## YOUR GOAL
Copy out each line of the data below in which "BuildError" appears.

[EXTRACTED MATERIAL — start]

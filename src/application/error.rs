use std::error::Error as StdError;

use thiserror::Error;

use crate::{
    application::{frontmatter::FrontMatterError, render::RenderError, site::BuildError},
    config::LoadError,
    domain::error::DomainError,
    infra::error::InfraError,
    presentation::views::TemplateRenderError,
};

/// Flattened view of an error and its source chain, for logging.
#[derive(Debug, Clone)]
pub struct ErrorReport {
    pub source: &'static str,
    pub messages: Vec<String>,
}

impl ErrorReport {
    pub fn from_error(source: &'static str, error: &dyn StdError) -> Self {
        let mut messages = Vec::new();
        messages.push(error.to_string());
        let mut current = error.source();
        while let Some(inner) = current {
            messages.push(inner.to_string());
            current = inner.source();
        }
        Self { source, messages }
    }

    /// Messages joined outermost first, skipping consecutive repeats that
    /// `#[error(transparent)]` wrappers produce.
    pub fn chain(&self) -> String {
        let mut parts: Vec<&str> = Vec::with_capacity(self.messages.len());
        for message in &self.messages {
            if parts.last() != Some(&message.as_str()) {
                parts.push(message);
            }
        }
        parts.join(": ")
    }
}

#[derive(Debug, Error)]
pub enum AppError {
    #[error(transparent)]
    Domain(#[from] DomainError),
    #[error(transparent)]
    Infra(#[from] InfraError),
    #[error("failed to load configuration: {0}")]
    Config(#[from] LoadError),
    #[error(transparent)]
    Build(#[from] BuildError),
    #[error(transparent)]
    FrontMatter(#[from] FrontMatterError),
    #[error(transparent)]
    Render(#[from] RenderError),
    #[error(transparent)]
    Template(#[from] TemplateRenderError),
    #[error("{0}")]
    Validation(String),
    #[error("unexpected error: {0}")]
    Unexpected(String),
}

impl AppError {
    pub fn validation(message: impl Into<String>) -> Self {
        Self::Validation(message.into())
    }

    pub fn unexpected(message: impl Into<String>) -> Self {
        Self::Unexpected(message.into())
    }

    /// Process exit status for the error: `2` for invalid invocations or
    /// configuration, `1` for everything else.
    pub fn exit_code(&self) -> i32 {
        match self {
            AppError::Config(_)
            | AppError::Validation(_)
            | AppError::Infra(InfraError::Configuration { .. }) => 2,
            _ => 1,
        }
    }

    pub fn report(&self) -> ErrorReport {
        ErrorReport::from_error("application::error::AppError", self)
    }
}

[EXTRACTED MATERIAL — finish]
[EXTRACTED MATERIAL — start]

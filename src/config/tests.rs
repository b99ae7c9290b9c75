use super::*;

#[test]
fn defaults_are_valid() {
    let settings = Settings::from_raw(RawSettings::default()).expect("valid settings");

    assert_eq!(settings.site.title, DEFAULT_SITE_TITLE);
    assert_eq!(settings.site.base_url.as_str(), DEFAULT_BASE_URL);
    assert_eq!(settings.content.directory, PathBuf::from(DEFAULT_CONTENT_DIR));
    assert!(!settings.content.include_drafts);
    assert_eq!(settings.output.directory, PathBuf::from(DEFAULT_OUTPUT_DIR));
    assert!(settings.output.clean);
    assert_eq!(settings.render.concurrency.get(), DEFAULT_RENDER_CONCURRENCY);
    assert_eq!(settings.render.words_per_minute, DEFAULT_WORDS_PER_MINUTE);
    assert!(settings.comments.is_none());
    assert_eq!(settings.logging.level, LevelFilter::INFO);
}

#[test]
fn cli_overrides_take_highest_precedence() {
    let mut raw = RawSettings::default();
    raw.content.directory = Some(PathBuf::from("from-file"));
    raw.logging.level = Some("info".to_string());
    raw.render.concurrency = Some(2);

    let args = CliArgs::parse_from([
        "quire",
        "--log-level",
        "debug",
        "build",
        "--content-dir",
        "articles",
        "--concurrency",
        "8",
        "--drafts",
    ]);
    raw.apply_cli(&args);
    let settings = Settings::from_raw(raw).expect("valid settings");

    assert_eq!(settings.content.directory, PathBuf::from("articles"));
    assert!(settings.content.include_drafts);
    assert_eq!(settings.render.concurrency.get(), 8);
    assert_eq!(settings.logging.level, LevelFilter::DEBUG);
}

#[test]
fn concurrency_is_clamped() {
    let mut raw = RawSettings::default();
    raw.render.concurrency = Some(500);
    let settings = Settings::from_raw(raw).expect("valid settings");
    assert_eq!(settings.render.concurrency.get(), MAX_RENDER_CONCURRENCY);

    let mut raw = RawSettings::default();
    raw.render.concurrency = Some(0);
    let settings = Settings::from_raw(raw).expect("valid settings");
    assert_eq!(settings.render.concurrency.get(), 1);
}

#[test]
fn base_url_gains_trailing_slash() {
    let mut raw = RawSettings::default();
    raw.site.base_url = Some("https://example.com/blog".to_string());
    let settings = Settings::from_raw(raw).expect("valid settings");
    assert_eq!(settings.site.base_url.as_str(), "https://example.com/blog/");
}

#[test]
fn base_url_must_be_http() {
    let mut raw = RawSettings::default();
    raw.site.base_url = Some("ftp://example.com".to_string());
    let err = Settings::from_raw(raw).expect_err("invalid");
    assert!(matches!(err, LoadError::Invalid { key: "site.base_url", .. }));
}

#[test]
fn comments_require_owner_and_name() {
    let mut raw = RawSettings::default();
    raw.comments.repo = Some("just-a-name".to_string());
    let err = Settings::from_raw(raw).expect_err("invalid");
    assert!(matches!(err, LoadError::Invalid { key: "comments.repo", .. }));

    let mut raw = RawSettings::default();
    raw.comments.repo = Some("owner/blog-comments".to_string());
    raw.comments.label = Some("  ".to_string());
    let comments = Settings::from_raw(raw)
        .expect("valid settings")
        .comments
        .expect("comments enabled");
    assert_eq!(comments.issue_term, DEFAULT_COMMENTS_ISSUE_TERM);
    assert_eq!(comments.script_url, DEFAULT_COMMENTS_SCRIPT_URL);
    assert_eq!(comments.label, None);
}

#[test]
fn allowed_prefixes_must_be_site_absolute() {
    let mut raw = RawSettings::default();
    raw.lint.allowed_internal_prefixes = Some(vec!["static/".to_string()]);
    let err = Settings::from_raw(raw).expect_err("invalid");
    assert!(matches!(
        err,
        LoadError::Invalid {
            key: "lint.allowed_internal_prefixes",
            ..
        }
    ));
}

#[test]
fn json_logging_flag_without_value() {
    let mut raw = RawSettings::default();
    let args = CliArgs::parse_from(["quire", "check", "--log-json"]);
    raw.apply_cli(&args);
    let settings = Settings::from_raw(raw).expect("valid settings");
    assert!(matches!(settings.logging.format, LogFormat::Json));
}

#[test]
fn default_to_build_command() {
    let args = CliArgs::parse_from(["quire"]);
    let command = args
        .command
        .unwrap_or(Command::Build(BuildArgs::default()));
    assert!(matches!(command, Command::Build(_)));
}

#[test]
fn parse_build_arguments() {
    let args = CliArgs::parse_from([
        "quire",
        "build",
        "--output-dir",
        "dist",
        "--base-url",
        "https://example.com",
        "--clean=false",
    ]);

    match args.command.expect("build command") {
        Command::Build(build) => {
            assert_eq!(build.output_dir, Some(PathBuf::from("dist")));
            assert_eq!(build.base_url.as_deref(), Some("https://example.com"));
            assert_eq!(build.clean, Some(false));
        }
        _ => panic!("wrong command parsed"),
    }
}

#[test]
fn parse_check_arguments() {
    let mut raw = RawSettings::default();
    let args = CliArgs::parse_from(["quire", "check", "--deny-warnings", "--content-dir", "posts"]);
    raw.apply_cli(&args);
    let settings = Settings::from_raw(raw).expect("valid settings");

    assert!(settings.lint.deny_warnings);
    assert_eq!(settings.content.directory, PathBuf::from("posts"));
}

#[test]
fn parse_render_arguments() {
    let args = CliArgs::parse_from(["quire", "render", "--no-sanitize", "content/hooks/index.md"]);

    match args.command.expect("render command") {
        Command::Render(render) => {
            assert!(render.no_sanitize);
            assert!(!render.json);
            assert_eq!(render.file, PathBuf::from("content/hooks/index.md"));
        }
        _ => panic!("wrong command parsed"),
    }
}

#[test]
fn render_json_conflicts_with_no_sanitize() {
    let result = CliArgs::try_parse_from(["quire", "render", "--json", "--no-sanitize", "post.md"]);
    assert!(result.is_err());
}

[EXTRACTED MATERIAL — finish]
[EXTRACTED MATERIAL — start]

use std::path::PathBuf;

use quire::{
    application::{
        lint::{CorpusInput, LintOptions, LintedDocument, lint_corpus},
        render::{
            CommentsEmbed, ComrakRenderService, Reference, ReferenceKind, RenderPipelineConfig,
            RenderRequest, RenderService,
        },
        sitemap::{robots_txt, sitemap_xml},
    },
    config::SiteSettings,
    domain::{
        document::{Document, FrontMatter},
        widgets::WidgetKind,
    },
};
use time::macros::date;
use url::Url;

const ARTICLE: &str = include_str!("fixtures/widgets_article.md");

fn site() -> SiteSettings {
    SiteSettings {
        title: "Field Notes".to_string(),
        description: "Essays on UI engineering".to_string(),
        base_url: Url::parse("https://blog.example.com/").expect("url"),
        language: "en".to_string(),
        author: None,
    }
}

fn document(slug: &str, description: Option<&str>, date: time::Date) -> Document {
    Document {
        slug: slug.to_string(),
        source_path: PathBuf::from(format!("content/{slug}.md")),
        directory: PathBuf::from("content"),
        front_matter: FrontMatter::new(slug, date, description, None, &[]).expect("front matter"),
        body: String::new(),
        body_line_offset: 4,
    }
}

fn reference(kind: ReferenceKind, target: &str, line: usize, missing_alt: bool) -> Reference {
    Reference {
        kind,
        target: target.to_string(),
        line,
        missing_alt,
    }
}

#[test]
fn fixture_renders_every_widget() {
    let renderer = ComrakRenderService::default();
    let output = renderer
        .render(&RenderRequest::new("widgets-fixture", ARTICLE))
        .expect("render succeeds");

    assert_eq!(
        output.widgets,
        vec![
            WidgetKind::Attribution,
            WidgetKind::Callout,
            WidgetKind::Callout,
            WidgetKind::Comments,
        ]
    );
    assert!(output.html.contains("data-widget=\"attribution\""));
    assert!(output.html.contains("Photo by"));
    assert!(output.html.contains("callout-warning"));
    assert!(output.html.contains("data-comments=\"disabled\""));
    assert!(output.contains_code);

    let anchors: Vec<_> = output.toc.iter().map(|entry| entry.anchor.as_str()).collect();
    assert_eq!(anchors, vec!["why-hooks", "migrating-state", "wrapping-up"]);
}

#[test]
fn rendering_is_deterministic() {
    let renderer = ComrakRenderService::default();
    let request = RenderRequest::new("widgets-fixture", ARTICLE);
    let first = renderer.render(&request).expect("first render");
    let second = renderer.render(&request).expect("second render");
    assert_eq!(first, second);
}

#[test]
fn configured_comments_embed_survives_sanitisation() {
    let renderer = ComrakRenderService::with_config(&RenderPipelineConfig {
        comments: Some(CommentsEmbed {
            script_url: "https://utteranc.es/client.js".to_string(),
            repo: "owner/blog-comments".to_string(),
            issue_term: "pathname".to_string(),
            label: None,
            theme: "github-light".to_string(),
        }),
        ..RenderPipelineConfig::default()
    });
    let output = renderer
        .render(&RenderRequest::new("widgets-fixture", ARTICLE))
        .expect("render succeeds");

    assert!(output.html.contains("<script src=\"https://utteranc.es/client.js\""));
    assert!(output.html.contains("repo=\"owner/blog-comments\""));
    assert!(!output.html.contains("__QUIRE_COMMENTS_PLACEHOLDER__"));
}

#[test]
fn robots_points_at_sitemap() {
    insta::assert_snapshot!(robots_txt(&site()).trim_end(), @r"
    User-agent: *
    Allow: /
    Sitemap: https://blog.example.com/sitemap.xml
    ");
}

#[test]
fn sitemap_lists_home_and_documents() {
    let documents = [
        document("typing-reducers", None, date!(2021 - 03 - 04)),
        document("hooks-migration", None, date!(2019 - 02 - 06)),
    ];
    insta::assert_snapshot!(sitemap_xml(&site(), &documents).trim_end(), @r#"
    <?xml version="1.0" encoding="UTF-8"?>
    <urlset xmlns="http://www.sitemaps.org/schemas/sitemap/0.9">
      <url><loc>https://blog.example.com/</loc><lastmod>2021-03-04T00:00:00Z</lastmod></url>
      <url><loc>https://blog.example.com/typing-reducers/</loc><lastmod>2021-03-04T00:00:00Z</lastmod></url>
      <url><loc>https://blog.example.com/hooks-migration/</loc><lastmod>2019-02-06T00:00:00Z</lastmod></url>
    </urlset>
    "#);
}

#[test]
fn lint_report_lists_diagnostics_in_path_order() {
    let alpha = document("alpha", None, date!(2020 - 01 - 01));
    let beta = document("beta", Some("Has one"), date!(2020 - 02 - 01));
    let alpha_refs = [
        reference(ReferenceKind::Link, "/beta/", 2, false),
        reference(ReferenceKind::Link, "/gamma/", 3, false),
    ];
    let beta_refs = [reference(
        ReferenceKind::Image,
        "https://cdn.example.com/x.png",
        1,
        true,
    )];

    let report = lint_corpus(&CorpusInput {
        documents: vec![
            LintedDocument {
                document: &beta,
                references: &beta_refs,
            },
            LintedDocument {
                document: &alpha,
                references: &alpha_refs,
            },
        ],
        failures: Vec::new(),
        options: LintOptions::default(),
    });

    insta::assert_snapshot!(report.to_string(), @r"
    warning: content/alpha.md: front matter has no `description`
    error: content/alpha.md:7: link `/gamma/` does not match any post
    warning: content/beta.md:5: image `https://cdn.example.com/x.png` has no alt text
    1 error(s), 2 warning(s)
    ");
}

[EXTRACTED MATERIAL — finish]

## ANSWER TO THIS PROBLEM
    application::{frontmatter::FrontMatterError, render::RenderError, site::BuildError},
    Build(#[from] BuildError),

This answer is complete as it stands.